Cureus ; 10(12): e3740, 2018 Dec 17.
Artigo em Inglês | MEDLINE | ID: mdl-30800550

RESUMO

Introduction The curriculum for medical student education is continuously evolving to emphasize knowledge acquisition with critical problem-solving skills. Medical schools have started to implement curricula to teach point-of-care ultrasound skills. To our knowledge, the expansion into head and neck sonography for medical student education is novel and has never been studied. Our objective was to determine the feasibility of implementing point-of-care head and neck sonography and critical problem-solving instruction for medical student education. Methods This was a cross-sectional study enrolling third-year medical students with minimal prior ultrasound experience. A one-day educational curriculum focusing on the use of head and neck ultrasound for clinical problem-solving was integrated into one of the week-long intersessions.
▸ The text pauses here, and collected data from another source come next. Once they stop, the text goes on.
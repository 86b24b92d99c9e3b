use config::{Config, ConfigError, Environment, File};
use serde::Deserialize;
use std::path::Path;

use crate::models::{
    AttributeDefinition, AttributeName, NumericDomain, OrdinalScale, ScoringTables, TableError,
};
use crate::services::store::DEFAULT_HISTORY_LIMIT;

const ENV_PREFIX: &str = "FRUIT_MATCH";

/// Application configuration
#[derive(Debug, Clone, Deserialize)]
pub struct Settings {
    #[serde(default)]
    pub server: ServerSettings,
    #[serde(default)]
    pub matching: MatchingSettings,
    #[serde(default)]
    pub scoring: ScoringSettings,
    #[serde(default)]
    pub explainer: ExplainerSettings,
    #[serde(default)]
    pub logging: LoggingSettings,
}

#[derive(Debug, Clone, Deserialize)]
pub struct ServerSettings {
    #[serde(default = "default_host")]
    pub host: String,
    #[serde(default = "default_port")]
    pub port: u16,
    pub workers: Option<usize>,
}

impl Default for ServerSettings {
    fn default() -> Self {
        Self {
            host: default_host(),
            port: default_port(),
            workers: None,
        }
    }
}

fn default_host() -> String { "0.0.0.0".to_string() }
fn default_port() -> u16 { 8080 }

#[derive(Debug, Clone, Deserialize)]
pub struct MatchingSettings {
    #[serde(default = "default_limit")]
    pub default_limit: u8,
    #[serde(default = "default_max_limit")]
    pub max_limit: u8,
    /// Conversations kept for the dashboard
    #[serde(default = "default_history_limit")]
    pub history_limit: usize,
}

impl Default for MatchingSettings {
    fn default() -> Self {
        Self {
            default_limit: default_limit(),
            max_limit: default_max_limit(),
            history_limit: default_history_limit(),
        }
    }
}

impl MatchingSettings {
    /// Requested limit, or the default, capped at `max_limit`
    pub fn effective_limit(&self, requested: Option<u8>) -> usize {
        requested.unwrap_or(self.default_limit).min(self.max_limit) as usize
    }
}

fn default_limit() -> u8 { 3 }
fn default_max_limit() -> u8 { 20 }
fn default_history_limit() -> usize { DEFAULT_HISTORY_LIMIT }

#[derive(Debug, Clone, Deserialize)]
pub struct ScoringSettings {
    #[serde(default)]
    pub weights: WeightsConfig,
    #[serde(default = "default_size_tolerance")]
    pub size_tolerance: f64,
    #[serde(default = "default_weight_tolerance")]
    pub weight_tolerance: f64,
    #[serde(default = "default_size_domain")]
    pub size_domain: [f64; 2],
    #[serde(default = "default_weight_domain")]
    pub weight_domain: [f64; 2],
    #[serde(default = "default_uncertainty_score")]
    pub uncertainty_score: f64,
    #[serde(default = "default_boolean_multiplier")]
    pub boolean_multiplier: f64,
    #[serde(default = "default_max_amplification")]
    pub max_amplification: f64,
}

impl Default for ScoringSettings {
    fn default() -> Self {
        Self {
            weights: WeightsConfig::default(),
            size_tolerance: default_size_tolerance(),
            weight_tolerance: default_weight_tolerance(),
            size_domain: default_size_domain(),
            weight_domain: default_weight_domain(),
            uncertainty_score: default_uncertainty_score(),
            boolean_multiplier: default_boolean_multiplier(),
            max_amplification: default_max_amplification(),
        }
    }
}

fn default_size_tolerance() -> f64 { 2.0 }
fn default_weight_tolerance() -> f64 { 40.0 }
fn default_size_domain() -> [f64; 2] { [2.0, 14.0] }
fn default_weight_domain() -> [f64; 2] { [50.0, 350.0] }
fn default_uncertainty_score() -> f64 { 0.5 }
fn default_boolean_multiplier() -> f64 { 1.2 }
fn default_max_amplification() -> f64 { 0.5 }

/// Base importance weight per attribute
#[derive(Debug, Clone, Deserialize)]
pub struct WeightsConfig {
    #[serde(default = "default_size_weight")]
    pub size: f64,
    #[serde(default = "default_weight_weight")]
    pub weight: f64,
    #[serde(default = "default_stem_weight")]
    pub has_stem: f64,
    #[serde(default = "default_leaf_weight")]
    pub has_leaf: f64,
    #[serde(default = "default_worm_weight")]
    pub has_worm: f64,
    #[serde(default = "default_shine_weight")]
    pub shine_factor: f64,
    #[serde(default = "default_chemicals_weight")]
    pub has_chemicals: f64,
}

impl Default for WeightsConfig {
    fn default() -> Self {
        Self {
            size: default_size_weight(),
            weight: default_weight_weight(),
            has_stem: default_stem_weight(),
            has_leaf: default_leaf_weight(),
            has_worm: default_worm_weight(),
            shine_factor: default_shine_weight(),
            has_chemicals: default_chemicals_weight(),
        }
    }
}

fn default_size_weight() -> f64 { 2.0 }
fn default_weight_weight() -> f64 { 2.0 }
fn default_stem_weight() -> f64 { 1.0 }
fn default_leaf_weight() -> f64 { 0.5 }
fn default_worm_weight() -> f64 { 5.0 }
fn default_shine_weight() -> f64 { 1.5 }
fn default_chemicals_weight() -> f64 { 3.0 }

impl TryFrom<&ScoringSettings> for ScoringTables {
    type Error = TableError;

    fn try_from(settings: &ScoringSettings) -> Result<Self, Self::Error> {
        let weights = &settings.weights;
        let [size_min, size_max] = settings.size_domain;
        let [weight_min, weight_max] = settings.weight_domain;

        ScoringTables::default()
            .with_definition(
                AttributeName::Size,
                AttributeDefinition::range(
                    weights.size,
                    settings.size_tolerance,
                    NumericDomain::new(size_min, size_max),
                ),
            )?
            .with_definition(
                AttributeName::Weight,
                AttributeDefinition::range(
                    weights.weight,
                    settings.weight_tolerance,
                    NumericDomain::new(weight_min, weight_max),
                ),
            )?
            .with_definition(AttributeName::HasStem, AttributeDefinition::boolean(weights.has_stem))?
            .with_definition(AttributeName::HasLeaf, AttributeDefinition::boolean(weights.has_leaf))?
            .with_definition(AttributeName::HasWorm, AttributeDefinition::boolean(weights.has_worm))?
            .with_definition(
                AttributeName::ShineFactor,
                AttributeDefinition::ordinal(weights.shine_factor, OrdinalScale::default()),
            )?
            .with_definition(
                AttributeName::HasChemicals,
                AttributeDefinition::boolean(weights.has_chemicals),
            )?
            .with_uncertainty_score(settings.uncertainty_score)?
            .with_boolean_multiplier(settings.boolean_multiplier)?
            .with_max_amplification(settings.max_amplification)
    }
}

/// Chat-completions endpoint used for match explanations.
/// Without an API key every explanation falls back to plain score summaries.
#[derive(Debug, Clone, Deserialize)]
pub struct ExplainerSettings {
    pub api_key: Option<String>,
    #[serde(default = "default_base_url")]
    pub base_url: String,
    #[serde(default = "default_model")]
    pub model: String,
    #[serde(default = "default_timeout_secs")]
    pub timeout_secs: u64,
    #[serde(default = "default_temperature")]
    pub temperature: f32,
    #[serde(default = "default_max_tokens")]
    pub max_tokens: u32,
}

impl Default for ExplainerSettings {
    fn default() -> Self {
        Self {
            api_key: None,
            base_url: default_base_url(),
            model: default_model(),
            timeout_secs: default_timeout_secs(),
            temperature: default_temperature(),
            max_tokens: default_max_tokens(),
        }
    }
}

fn default_base_url() -> String { "https://api.openai.com/v1".to_string() }
fn default_model() -> String { "gpt-4o-mini".to_string() }
fn default_timeout_secs() -> u64 { 30 }
fn default_temperature() -> f32 { 0.7 }
fn default_max_tokens() -> u32 { 2500 }

#[derive(Debug, Clone, Deserialize)]
pub struct LoggingSettings {
    #[serde(default = "default_log_level")]
    pub level: String,
    #[serde(default = "default_log_format")]
    pub format: String,
}

impl Default for LoggingSettings {
    fn default() -> Self {
        Self {
            level: default_log_level(),
            format: default_log_format(),
        }
    }
}

fn default_log_level() -> String { "info".to_string() }
fn default_log_format() -> String { "json".to_string() }

fn environment() -> Environment {
    Environment::with_prefix(ENV_PREFIX)
        .prefix_separator("__")
        .separator("__")
        .try_parsing(true)
}

impl Settings {
    /// Load configuration from file and environment variables
    ///
    /// Configuration is loaded in the following order (later overrides earlier):
    /// 1. Default values in the struct
    /// 2. Configuration file (config/default.toml)
    /// 3. Local overrides (config/local.toml)
    /// 4. Environment variables (prefixed with FRUIT_MATCH__)
    pub fn load() -> Result<Self, ConfigError> {
        let settings = Config::builder()
            .add_source(File::with_name("config/default").required(false))
            .add_source(File::with_name("config/local").required(false))
            // e.g., FRUIT_MATCH__SERVER__PORT -> server.port
            .add_source(environment())
            .build()?;

        settings.try_deserialize()
    }

    /// Load configuration from a custom path
    pub fn load_from<P: AsRef<Path>>(path: P) -> Result<Self, ConfigError> {
        let settings = Config::builder()
            .add_source(File::from(path.as_ref()))
            .add_source(environment())
            .build()?;

        settings.try_deserialize()
    }

    /// Validated scoring tables built from the `scoring` section
    pub fn scoring_tables(&self) -> Result<ScoringTables, TableError> {
        ScoringTables::try_from(&self.scoring)
    }
}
The components of point-of-care ultrasound workshop included asynchronous learning, one-hour didactic lecture, followed by a pre-test assessment, then a one-day hands-on workshop, and finally a post-test assessment administered at the end of the training session. Results A total of 123 subjects participated in this study. Ninety-one percent completed the questionnaire prior to the workshop and 83% completed the post-test questionnaire. The level of comfort with using an ultrasound system significantly increased from 31% to 92%. Additionally, the comfort level in interpreting ultrasound images also significantly increased from 21% to 84%. Eighty-nine percent (95% CI, 86%-97%) had an interest in learning ultrasound and would enroll in an optional ultrasound curriculum if given the opportunity. Knowledge of specific ultrasound applications also increased from 60% (after asynchronous learning and lectures) to 95% (after additional hands-on sonographic training). Conclusion At our institution, we successfully integrated point-of-care head and neck sonography and critical problem-solving instruction for medical student education.